I'm going to say yes...honestly, anything over 3 mega pixels can provide print worthy photos. On the other hand, there's an extent to the quality of prints that you put out. 
A 5D, 1Ds MK III, 5D MK II...etc will destroy an XSi


----------



## JerryPH (Apr 7, 2009)

Moon Baby said:


> I'm going to say yes...honestly, anything over 3 mega pixels can provide print worthy photos. On the other hand, there's an extent to the quality of prints that you put out.
> A 5D, 1Ds MK III, 5D MK II...etc will destroy an XSi



Pretty much true.

There are many very fixed limits to kinds of works that can be done on an XSi.  Shots of anything in dark places where high ISO is needed is a real barrier for the XSi due to the noise at higher ISO.  Your lens will also be a huge limiting factor.  Quality glass makes a huge difference in final results.
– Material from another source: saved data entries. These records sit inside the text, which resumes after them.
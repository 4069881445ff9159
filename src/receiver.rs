use core::fmt;

use crate::config::{ConfigError, ConfigStore, Configuration};
use crate::decoder::{Decoder, Decoders, Hooks, NoHooks, SignalSource};
use crate::hid_desc::{ConfigurationReport, DiagnosticReport, JoystickReport, ReportId, DIAGNOSTIC_CHANNELS};
use crate::timing::Clock;


/// The value of a centered or missing channel.
pub const NEUTRAL_VALUE: u8 = 0x80;


/// Errors returned when processing a host command.
#[derive(Clone, Copy, Debug, PartialEq, Eq)]
#[cfg_attr(feature = "defmt", derive(defmt::Format))]
pub enum CommandError {
	/// The report ID is not a command.
	UnknownReport(u8),
	/// The configuration sent by the host was rejected.
	InvalidConfiguration(ConfigError),
	/// The configuration store failed.
	Storage,
}

impl From<ConfigError> for CommandError {
	fn from(error: ConfigError) -> Self {
		CommandError::InvalidConfiguration(error)
	}
}

impl fmt::Display for CommandError {
	fn fmt(&self, f: &mut fmt::Formatter<'_>) -> fmt::Result {
		match self {
			CommandError::UnknownReport(id) => write!(f, "unknown report {id}"),
			CommandError::InvalidConfiguration(error) => write!(f, "invalid configuration: {error}"),
			CommandError::Storage => write!(f, "configuration storage failed"),
		}
	}
}


/// What the caller must do after a command was processed.
#[derive(Clone, Copy, Debug, PartialEq, Eq)]
#[cfg_attr(feature = "defmt", derive(defmt::Format))]
pub enum Response {
	Handled,
	/// Reboot into the USB bootloader.
	EnterBootloader,
}


/// Combines the decoders into a single set of joystick channels.
///
/// The receiver owns the configuration and publishes the parts the decoders need. Call
/// [`Receiver::update`] from the main loop before reading channel values.
pub struct Receiver<'d, C: Clock, H: Hooks = NoHooks> {
	decoders: &'d Decoders<C, H>,
	configuration: Configuration,
	signal_source: SignalSource,
	options: ReceiverOptions,
}

impl<'d, C: Clock, H: Hooks> Receiver<'d, C, H> {
	/// Creates a receiver with the default configuration and applies it to the decoders.
	pub fn new(decoders: &'d Decoders<C, H>) -> Self {
		let receiver = Self {
			decoders,
			configuration: Configuration::DEFAULT,
			signal_source: SignalSource::None,
			options: ReceiverOptions::default(),
		};

		receiver.apply_configuration();
		receiver
	}

	/// Selects the signal source from the decoders currently receiving.
	pub fn update(&mut self) {
		let mut receiving = self.decoders
			.all()
			.into_iter()
			.filter(|decoder| decoder.is_receiving())
			.map(|decoder| decoder.source());

		let selected = match self.options.source_selection {
			SourceSelection::LastReceiving => receiving.last(),
			SourceSelection::FirstReceiving => receiving.next(),
		};
		let signal_source = selected.unwrap_or(SignalSource::None);

		if signal_source != self.signal_source {
			log_info!("Signal source: {:?}", signal_source);
			self.signal_source = signal_source;
		}
	}

	pub fn signal_source(&self) -> SignalSource {
		self.signal_source
	}

	pub fn channel_count(&self) -> u8 {
		self.active_decoder().map_or(0, |decoder| decoder.channel_count())
	}

	pub fn is_receiving(&self) -> bool {
		self.active_decoder().is_some_and(|decoder| decoder.is_receiving())
	}

	pub fn has_new_data(&self) -> bool {
		self.active_decoder().is_some_and(|decoder| decoder.has_new_data())
	}

	/// Clears the new data flag of every decoder.
	pub fn clear_new_data(&self) {
		for decoder in self.decoders.all() {
			decoder.clear_new_data();
		}
	}

	/// Pulse width in µs of an input channel of the active source, or 0 if absent.
	///
	/// PPM pulse widths are corrected for the transmitter's clock skew.
	pub fn input_channel_data(&self, channel: u8) -> u16 {
		let Some(decoder) = self.active_decoder() else {
			return 0;
		};

		let pulse_width = decoder.channel_pulse_width(channel);
		if decoder.source() == SignalSource::Ppm {
			self.correct_clock_skew(pulse_width)
		}
		else {
			pulse_width
		}
	}

	/// The 8-bit value of an input channel.
	pub fn input_channel_value(&self, channel: u8, invert: bool) -> u8 {
		self.pulse_width_to_value(self.input_channel_data(channel), invert)
	}

	/// The 8-bit value of an output channel, after mapping and inversion.
	pub fn output_channel_value(&self, output: usize) -> u8 {
		match self.configuration.mapping.get(output) {
			Some(&input) if input > 0 => self.input_channel_value(input - 1, self.configuration.is_output_inverted(output)),
			_ => NEUTRAL_VALUE,
		}
	}

	pub fn configuration(&self) -> &Configuration {
		&self.configuration
	}

	/// Replaces the configuration if it is valid.
	pub fn set_configuration(&mut self, configuration: Configuration) -> Result<(), ConfigError> {
		configuration.validate()?;

		self.configuration = configuration;
		self.apply_configuration();
		Ok(())
	}

	pub fn load_defaults(&mut self) {
		self.configuration = Configuration::DEFAULT;
		self.apply_configuration();
	}

	/// Loads the configuration from `store`, falling back to the defaults.
	///
	/// Returns whether the stored configuration was used.
	pub fn load_configuration<S: ConfigStore>(&mut self, store: &mut S) -> bool {
		match store.load() {
			Some(configuration) => {
				self.configuration = configuration;
				self.apply_configuration();
				true
			}
			None => {
				log_warn!("Using the default configuration");
				self.load_defaults();
				false
			}
		}
	}

	pub fn save_configuration<S: ConfigStore>(&self, store: &mut S) -> Result<(), S::Error> {
		store.save(&self.configuration)
	}

	/// Generates a joystick report from the output channels.
	pub fn joystick_report(&self) -> JoystickReport {
		JoystickReport::from_axes(core::array::from_fn(|output| self.output_channel_value(output)))
	}

	/// Generates a diagnostic report. `update_interval_ms` is the time between the last two frames.
	pub fn diagnostic_report(&self, update_interval_ms: u16) -> DiagnosticReport {
		let mut report = DiagnosticReport {
			signal_source: self.signal_source as u8,
			channel_count: self.channel_count(),
			update_interval: update_interval_ms.to_le_bytes(),
			..Default::default()
		};

		for channel in 0..DIAGNOSTIC_CHANNELS {
			report.set_pulse_width(channel, self.input_channel_data(channel as u8));
			report.values[channel] = self.input_channel_value(channel as u8, false);
		}

		report
	}

	pub fn configuration_report(&self) -> ConfigurationReport {
		ConfigurationReport::new(&self.configuration)
	}

	/// Processes a report sent by the host. The first byte is the report ID.
	pub fn process_command<S: ConfigStore>(&mut self, report: &[u8], store: &mut S) -> Result<Response, CommandError> {
		let id = report.first().copied().unwrap_or(0);

		match ReportId::try_from(id) {
			Ok(ReportId::Configuration) => {
				self.set_configuration(Configuration::from_bytes(report)?)?;
				log_info!("Configuration updated");
			}
			Ok(ReportId::LoadDefaults) => self.load_defaults(),
			Ok(ReportId::ReadFromStorage) => {
				self.load_configuration(store);
			}
			Ok(ReportId::WriteToStorage) => {
				self.save_configuration(store).map_err(|_| CommandError::Storage)?;
				log_info!("Configuration saved");
			}
			Ok(ReportId::JumpToBootloader) => return Ok(Response::EnterBootloader),
			_ => return Err(CommandError::UnknownReport(id)),
		}

		Ok(Response::Handled)
	}

	/// Retrieves the receiver's current options. Options can be chained for easier modification.
	pub fn options(&mut self) -> &mut ReceiverOptions {
		&mut self.options
	}

	fn active_decoder(&self) -> Option<&'d dyn Decoder> {
		self.decoders.get(self.signal_source)
	}

	/// Publishes the decoder-visible settings in one step.
	fn apply_configuration(&self) {
		let configuration = &self.configuration;

		critical_section::with(|_| {
			self.decoders.ppm.set_min_sync_width(configuration.min_sync_width);
			self.decoders.set_inverted_signal(configuration.inverted_signal());
		});

		log_info!(
			"Configuration: min sync width {} us, inverted signal {}",
			configuration.min_sync_width,
			configuration.inverted_signal()
		);
	}

	fn correct_clock_skew(&self, pulse_width: u16) -> u16 {
		(2 * pulse_width as u32 * self.configuration.clock_correction as u32 / 0x10000) as u16
	}

	fn pulse_width_to_value(&self, pulse_width: u16, invert: bool) -> u8 {
		if pulse_width == 0 {
			return NEUTRAL_VALUE;
		}

		let center = self.configuration.pulse_width_center as i32;
		let range = self.configuration.pulse_width_range as i32;
		let offset = pulse_width as i32 - center;
		let offset = if invert { -offset } else { offset };

		(128 + 128 * offset / range).clamp(0, u8::MAX as i32) as u8
	}
}


/// Provides various configurations as to how the receiver will operate.
#[derive(Clone, Copy, Debug, Default)]
pub struct ReceiverOptions {
	source_selection: SourceSelection,
}

impl ReceiverOptions {
	/// Sets how the signal source is chosen when several decoders are receiving.
	///
	/// Default is [`SourceSelection::LastReceiving`].
	pub fn with_source_selection(&mut self, source_selection: SourceSelection) -> &mut Self {
		self.source_selection = source_selection;
		self
	}

	pub fn source_selection(&self) -> SourceSelection {
		self.source_selection
	}
}


/// Determines which decoder drives the outputs when several are receiving.
/// Default is [`SourceSelection::LastReceiving`].
#[derive(Clone, Copy, Debug, Default, PartialEq, Eq)]
#[cfg_attr(feature = "defmt", derive(defmt::Format))]
pub enum SourceSelection {
	/// The last receiving decoder in PPM, PCM, SRXL order wins.
	#[default] LastReceiving,
	/// The first receiving decoder in PPM, PCM, SRXL order wins.
	FirstReceiving,
}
Can it be used to make pro photos?  Yes, of that there is no doubt... but one should be aware that there are pros out there that have cameras that are 10, 20 or more times more expensive, and as a pro, you may be competing against them.  In that case, they will have some very clear advantages when we compare best shots to best shots from both cameras under the same conditions.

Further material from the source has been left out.